Question

During a test run on an airport runway, a new race car reaches a speed of 258.4 mph from a standing start. The car accelerates with constant acceleration and reaches this speed mark at a distance of \(612.5 \mathrm{~m}\) from where it started. What was its speed after one-fourth, one-half, and three-fourths of this distance?

Short answer

Answer: The car's speeds after one-fourth, one-half, and three-fourths of the distance are approximately 57.716 m/s, 81.719 m/s, and 99.862 m/s, respectively.

Step-by-step solution

Convert the final speed to meters per second (m/s)

To convert the given speed from miles per hour (mph) to meters per second (m/s), we can use the following conversion factors: \(1 \mathrm{~mph} = \frac{1609.34}{3600} \mathrm{~m/s}\). Multiply the given speed (258.4 mph) by this conversion factor: \(258.4 \mathrm{~mph} \cdot \frac{1609.34}{3600} \mathrm{~m/s}\).

Determine the final speed in m/s

By multiplying the given speed by the conversion factor, we find the final speed in meters per second: \(v_f = 258.4 \mathrm{~mph} \cdot \frac{1609.34}{3600} \mathrm{~m/s} \approx 115.492 \mathrm{~m/s}\).

Use the final speed and distance to find the acceleration

We can use the following kinematic equation to find the acceleration given the final speed \(v_f\), initial speed \(v_0\) (0 m/s in this case), distance \(d\), and acceleration \(a\): \(v_f^2 = v_0^2 + 2ad\). Since the car started from a standing position, \(v_0 = 0\). Solve for \(a\) to find the acceleration: \(a = \frac{v_f^2}{2d}\).

Calculate the acceleration

Plug the values for final speed and distance into the acceleration equation: \(a = \frac{(115.492)^2}{2(612.5)} \approx 10.86 \mathrm{~m/s^2}\).
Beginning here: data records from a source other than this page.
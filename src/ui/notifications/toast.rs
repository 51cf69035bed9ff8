// SPDX-License-Identifier: MPL-2.0
//! Toast widget for rendering individual notifications.
//!
//! Toasts are small cards with a severity-colored dot and a dismiss
//! button, stacked in the bottom-right corner of the page.

use super::manager::{Manager, Message};
use super::notification::Notification;
use crate::i18n::fluent::I18n;
use crate::ui::design_tokens::{border, opacity, palette, radius, shadow, sizing, spacing, typography};
use iced::widget::{button, container, text, Column, Container, Row, Text};
use iced::{alignment, Color, Element, Length, Theme};

/// Toast widget configuration.
pub struct Toast;

impl Toast {
    /// Renders a single toast notification.
    pub fn view<'a>(notification: &'a Notification, i18n: &'a I18n) -> Element<'a, Message> {
        let severity = notification.severity();
        let accent_color = severity.color();

        // Resolve the message text using i18n with optional arguments
        let message_text = if notification.message_args().is_empty() {
            i18n.tr(notification.message_key())
        } else {
            let args: Vec<(&str, String)> = notification
                .message_args()
                .iter()
                .map(|(k, v)| (k.as_str(), v.clone()))
                .collect();
            i18n.tr_with_args(notification.message_key(), &args)
        };

        let severity_dot = Container::new(text(""))
            .width(Length::Fixed(spacing::XS))
            .height(Length::Fixed(spacing::XS))
            .style(move |_theme: &Theme| container::Style {
                background: Some(iced::Background::Color(accent_color)),
                border: iced::Border {
                    radius: radius::FULL.into(),
                    ..Default::default()
                },
                ..Default::default()
            });

        let message_widget =
            Text::new(message_text)
                .size(typography::BODY)
                .style(|theme: &Theme| text::Style {
                    color: Some(theme.palette().text),
                });

        let notification_id = notification.id();
        let dismiss_button = button(Text::new("\u{2715}").size(typography::BODY_SM))
            .on_press(Message::Dismiss(notification_id))
            .padding(spacing::XXS)
            .style(dismiss_button_style);

        // Layout: [dot] [message] [dismiss]
        let content = Row::new()
            .spacing(spacing::SM)
            .align_y(alignment::Vertical::Center)
            .push(Container::new(severity_dot).padding(spacing::XXS))
            .push(
                Container::new(message_widget)
                    .width(Length::Fill)
                    .align_x(alignment::Horizontal::Left),
            )
            .push(dismiss_button);

        Container::new(content)
            .width(Length::Fixed(sizing::TOAST_WIDTH))
            .padding(spacing::SM)
            .style(move |theme: &Theme| toast_container_style(theme, accent_color))
            .into()
    }

    /// Renders the toast overlay with all visible notifications.
    ///
    /// Positions toasts in the bottom-right corner, stacked vertically.
    pub fn view_overlay<'a>(manager: &'a Manager, i18n: &'a I18n) -> Element<'a, Message> {
        let toasts: Vec<Element<'a, Message>> = manager
            .visible()
            .map(|notification| Self::view(notification, i18n))
            .collect();

        if toasts.is_empty() {
            // Return an empty container that takes no space
            Container::new(text(""))
                .width(Length::Shrink)
                .height(Length::Shrink)
                .into()
        } else {
            let toast_column = Column::with_children(toasts)
                .spacing(spacing::XS)
                .align_x(alignment::Horizontal::Right);

            Container::new(toast_column)
                .width(Length::Fill)
                .height(Length::Fill)
                .align_x(alignment::Horizontal::Right)
                .align_y(alignment::Vertical::Bottom)
                .padding(spacing::MD)
                .into()
        }
    }
}

/// Style function for the toast container.
fn toast_container_style(theme: &Theme, accent_color: Color) -> container::Style {
    let bg_color = theme.extended_palette().background.base.color;

    container::Style {
        background: Some(iced::Background::Color(bg_color)),
        border: iced::Border {
            color: accent_color,
            width: border::WIDTH_MD,
            radius: radius::MD.into(),
        },
        shadow: shadow::MD,
        text_color: Some(theme.palette().text),
        ..Default::default()
    }
}

/// Style function for the dismiss button.
fn dismiss_button_style(theme: &Theme, status: button::Status) -> button::Style {
    let base = theme.extended_palette().background.base;

    match status {
        button::Status::Active => button::Style {
            background: None,
            text_color: base.text,
            border: iced::Border::default(),
            shadow: shadow::NONE,
            snap: true,
        },
        button::Status::Hovered => button::Style {
            background: Some(iced::Background::Color(Color {
                a: opacity::OVERLAY_SUBTLE,
                ..palette::GRAY_400
            })),
            text_color: base.text,
            border: iced::Border {
                radius: radius::SM.into(),
                ..Default::default()
            },
            shadow: shadow::NONE,
            snap: true,
        },
        button::Status::Pressed => button::Style {
            background: Some(iced::Background::Color(Color {
                a: opacity::OVERLAY_MEDIUM,
                ..palette::GRAY_400
            })),
            text_color: base.text,
            border: iced::Border {
                radius: radius::SM.into(),
                ..Default::default()
            },
            shadow: shadow::NONE,
            snap: true,
        },
        button::Status::Disabled => button::Style {
            background: None,
            text_color: Color {
                a: opacity::OVERLAY_MEDIUM,
                ..base.text
            },
            border: iced::Border::default(),
            shadow: shadow::NONE,
            snap: true,
        },
    }
}
// SPDX-License-Identifier: MPL-2.0
//! Entrance animation timeline.
//!
//! When a region's reveal flag latches, the moment is recorded here and the
//! region's items fade in on a staggered schedule. The timeline only stores
//! instants; opacity is derived on demand, so rendering stays pull-only.

use crate::engine::stagger_delay;
use std::collections::HashMap;
use std::time::{Duration, Instant};

/// Per-region reveal instants plus the end of the longest running fade.
#[derive(Debug, Clone, Default)]
pub struct EntranceTimeline {
    revealed_at: HashMap<String, Instant>,
    animating_until: Option<Instant>,
}

impl EntranceTimeline {
    /// Records that a region revealed at `now`.
    ///
    /// `span` is the delay of the region's last item plus the fade length;
    /// it extends the window during which ticks must keep flowing. Repeat
    /// calls for the same region keep the first instant, mirroring the
    /// one-shot reveal latch.
    pub fn mark_revealed(&mut self, region_id: &str, now: Instant, span: Duration) {
        if self.revealed_at.contains_key(region_id) {
            return;
        }
        self.revealed_at.insert(region_id.to_string(), now);

        let end = now + span;
        self.animating_until = Some(match self.animating_until {
            Some(current) if current > end => current,
            _ => end,
        });
    }

    /// Opacity of the item at `index` inside a region, in `[0, 1]`.
    ///
    /// Items in unrevealed regions are fully transparent. After the reveal,
    /// each item waits out its stagger delay and then ramps linearly over
    /// the fade length.
    #[must_use]
    pub fn opacity(
        &self,
        region_id: &str,
        index: usize,
        base: Duration,
        step: Duration,
        now: Instant,
    ) -> f32 {
        let Some(revealed_at) = self.revealed_at.get(region_id) else {
            return 0.0;
        };

        let delay = stagger_delay(index, base, step);
        let elapsed = now.saturating_duration_since(*revealed_at);
        let Some(fading) = elapsed.checked_sub(delay) else {
            return 0.0;
        };

        (fading.as_secs_f32() / ENTRANCE_FADE.as_secs_f32()).clamp(0.0, 1.0)
    }

    /// Whether any entrance fade is still running at `now`.
    #[must_use]
    pub fn animating(&self, now: Instant) -> bool {
        self.animating_until.is_some_and(|end| now < end)
    }
}

/// Length of the linear fade each item runs after its stagger delay.
pub const ENTRANCE_FADE: Duration =
    Duration::from_millis(crate::config::ENTRANCE_FADE_MS);

/// Animation span of a region holding `count` staggered items.
#[must_use]
pub fn region_span(count: usize, base: Duration, step: Duration) -> Duration {
    let last = count.saturating_sub(1);
    stagger_delay(last, base, step).saturating_add(ENTRANCE_FADE)
}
Find the speed at one-fourth, one-half, and three-fourths of the distance

Using the same kinematic equation from step 3, we can find the speeds at the three given distances by replacing \(d\) with the appropriate fractional distance (one-fourth, one-half, and three-fourths of 612.5 meters) and solving for the corresponding final speed value at each distance: 1. One-fourth of distance: \(v_{1/4}^2 = 2a(\frac{1}{4}d)\). Solve for \(v_{1/4}\): \(v_{1/4} = \sqrt{2(10.86)(153.125)} \approx 57.716 \mathrm{~m/s}\). 2. One-half of distance: \(v_{1/2}^2 = 2a(\frac{1}{2}d)\). Solve for \(v_{1/2}\): \(v_{1/2} = \sqrt{2(10.86)(306.25)} \approx 81.719 \mathrm{~m/s}\). 3. Three-fourths of distance: \(v_{3/4}^2 = 2a(\frac{3}{4}d)\). Solve for \(v_{3/4}\): \(v_{3/4} = \sqrt{2(10.86)(459.375)} \approx 99.862 \mathrm{~m/s}\). So, the car's speeds after one-fourth, one-half, and three-fourths of the distance are approximately \(57.716 \mathrm{~m/s}\), \(81.719 \mathrm{~m/s}\), and \(99.862 \mathrm{~m/s}\), respectively.